Give Life a Place

Life is everywhere, however it is nowhere.

It is not a contradiction in terms, it is not a metaphor, it is not a superficial definition or a poetical nostalgia, it is a truth… THE truth.

Can you understand me if I say that there is a difference between being alive and making life alive? I hope so.

I mean that there is no meaning in a life which does not receive our contribution to be lived. Our own life is nothing if we do nothing to give it a route and a meaning in is wandering through time, history and the stories.

Yet, while surrounded by life, we don’t give life its place. We produce death (both physical and moral) in order to believe we are alive. But life calls for life not for death and if we claim for death, death will be what we will obtain… though alive.

There are so many masks to hide the essential, there are so many injuries and offenses to define our being that we have changed it in a dead mind though in a moving body, like those puppets whose life depends on the threads others lead.

We have become very expert in change life in death and falsity in truth.

We have become great teachers in changing what has a meaning in something which hasn’t any at all.

We have learnt the art of dissimulation, but in its circuit we have lost ourselves like we where in Cnosso’s labyrinth, one you cannot escape from unless you start from the inside to recognize the right direction and meaningful sense.

Let’s return inside the centre of our own labyrinth, the life, here we should find a place for a life and a sense to our route.

 

La vita è ovunque, eppure è da nessuna parte.

Non è una contraddizione nei termini, non è una metafora, non è una definizione superficiale o una nostalgia poetica, è una verità… è LA verità.

Riuscite a comprendermi se dico che esiste una differenza tra l’essere vivi e rendere viva la vita? Lo spero.

Voglio dire che non c’è significato in una vita che non riceva il nostro contributo a essere vissuta. La nostra vita è niente se non facciamo niente per darle una rotta e un significato nel suo vagabondare attraverso il tempo, la storia e le storie.

Tuttavia, pur circondati dalla vita, non diamo alla vita un posto. Produciamo la morte (sia fisica che morale) con lo scopo di credere di essere vivi. Ma la vita chiama la vita e non la morte e se ci appelliamo alla morte, la morte sarà ciò che otterremo… sebbene in vita.

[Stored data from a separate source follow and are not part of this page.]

//! HTTP-backed capability agent.
//!
//! Posts `{action, message, history, state}` to the agent's endpoint and
//! expects `{output, visibility, estimated_tokens}` back. Any transport
//! or protocol problem maps onto `AgentError` — the scheduler recovers
//! all of them into failed step outcomes.

use async_trait::async_trait;
use brainstem_core::{AgentError, AgentInput, AgentOutput, CapabilityAgent, Visibility};
use serde::{Deserialize, Serialize};
use tracing::{debug, warn};

/// A remote capability agent reached over HTTP.
pub struct HttpAgent {
    name: String,
    endpoint: String,
    api_key: Option<String>,
    client: reqwest::Client,
}

impl HttpAgent {
    /// Create a new HTTP agent.
    ///
    /// `timeout_ms` bounds the underlying HTTP client; the scheduler
    /// applies its own per-step timeout on top.
    pub fn new(
        name: impl Into<String>,
        endpoint: impl Into<String>,
        api_key: Option<String>,
        timeout_ms: u64,
    ) -> Self {
        let client = reqwest::Client::builder()
            .timeout(std::time::Duration::from_millis(timeout_ms))
            .build()
            .expect("Failed to create HTTP client");

        Self {
            name: name.into(),
            endpoint: endpoint.into().trim_end_matches('/').to_string(),
            api_key,
            client,
        }
    }
}

/// Wire format of an invocation request.
#[derive(Serialize)]
struct InvokeRequest<'a> {
    action: &'a str,
    message: &'a str,
    history: &'a [brainstem_core::ConversationTurn],
    state: &'a serde_json::Value,
}

/// Wire format of an invocation response.
#[derive(Deserialize)]
struct InvokeResponse {
    output: String,
    #[serde(default = "default_visibility")]
    visibility: Visibility,
    #[serde(default)]
    estimated_tokens: u32,
}

fn default_visibility() -> Visibility {
    Visibility::Public
}

#[async_trait]
impl CapabilityAgent for HttpAgent {
    fn name(&self) -> &str {
        &self.name
    }

    async fn invoke(
        &self,
        action: &str,
        input: &AgentInput,
    ) -> std::result::Result<AgentOutput, AgentError> {
        let url = format!("{}/invoke", self.endpoint);
        let body = InvokeRequest {
            action,
            message: &input.message,
            history: &input.history,
            state: &input.state,
        };

        debug!(agent = %self.name, action, "Invoking capability agent");

        let mut request = self.client.post(&url).json(&body);
        if let Some(key) = &self.api_key {
            request = request.header("Authorization", format!("Bearer {key}"));
        }

        let response = request.send().await.map_err(|e| {
            if e.is_timeout() {
                AgentError::Timeout {
                    agent: self.name.clone(),
                    timeout_ms: 0,
                }
            } else {
                AgentError::Network(e.to_string())
            }
        })?;

        let status = response.status().as_u16();
        if status != 200 {
            let error_body = response.text().await.unwrap_or_default();
            warn!(agent = %self.name, status, body = %error_body, "Agent returned error");
            return Err(AgentError::Api {
                status_code: status,
                message: error_body,
            });
        }

        let parsed: InvokeResponse = response
            .json()
            .await
            .map_err(|e| AgentError::InvalidResponse(e.to_string()))?;

        Ok(AgentOutput {
            content: parsed.output,
            visibility: parsed.visibility,
            estimated_tokens: parsed.estimated_tokens,
        })
    }

    async fn health_check(&self) -> std::result::Result<bool, AgentError> {
        let url = format!("{}/health", self.endpoint);
        match self.client.get(&url).send().await {
            Ok(response) => Ok(response.status().is_success()),
            Err(e) => Err(AgentError::Network(e.to_string())),
        }
    }
}
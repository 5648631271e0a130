//! Capability agent implementations for Brainstem.
//!
//! Agents are opaque remote collaborators: the engine only ever speaks
//! the `CapabilityAgent` trait. This crate provides the HTTP-backed
//! implementation, the registry that holds all configured agents, and
//! the intent router that delegates classification to one of them.

pub mod http;
pub mod intent;
pub mod registry;

pub use http::HttpAgent;
pub use intent::ClassifierRouter;
pub use registry::{build_from_config, AgentRegistry};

Ci sono così tante maschere che nascondono l’essenziale, ci sono così tante ferite e offese a definire il nostro essere cielo abbiamo trasformato in un pensiero morto sebbene in un corpo che si muova, come quei burattini la cui vita dipenda dai fili che altri conducono.

Siamo diventati grandi esperti nel trasformare la vita in morte e la falsità in verità.

Siamo diventati grandi maestri nel cambiare ciò che ha un significato in qualcosa che non ne ha affatto.

Abbiamo imparato l’arte della dissimulazione, ma nei suoi circuiti abbiamo perso noi stessi come se ci trovassimo nel labirinto di Cnosso, uno dal quale non si può scappare a meno che non si cominci dall’interno a riconoscere la giusta direzione e un senso significativo.

Torniamo al centro del nostro labirinto, la vita, qui dovremmo trovare un posto per la vita e un significato alla nostra rotta.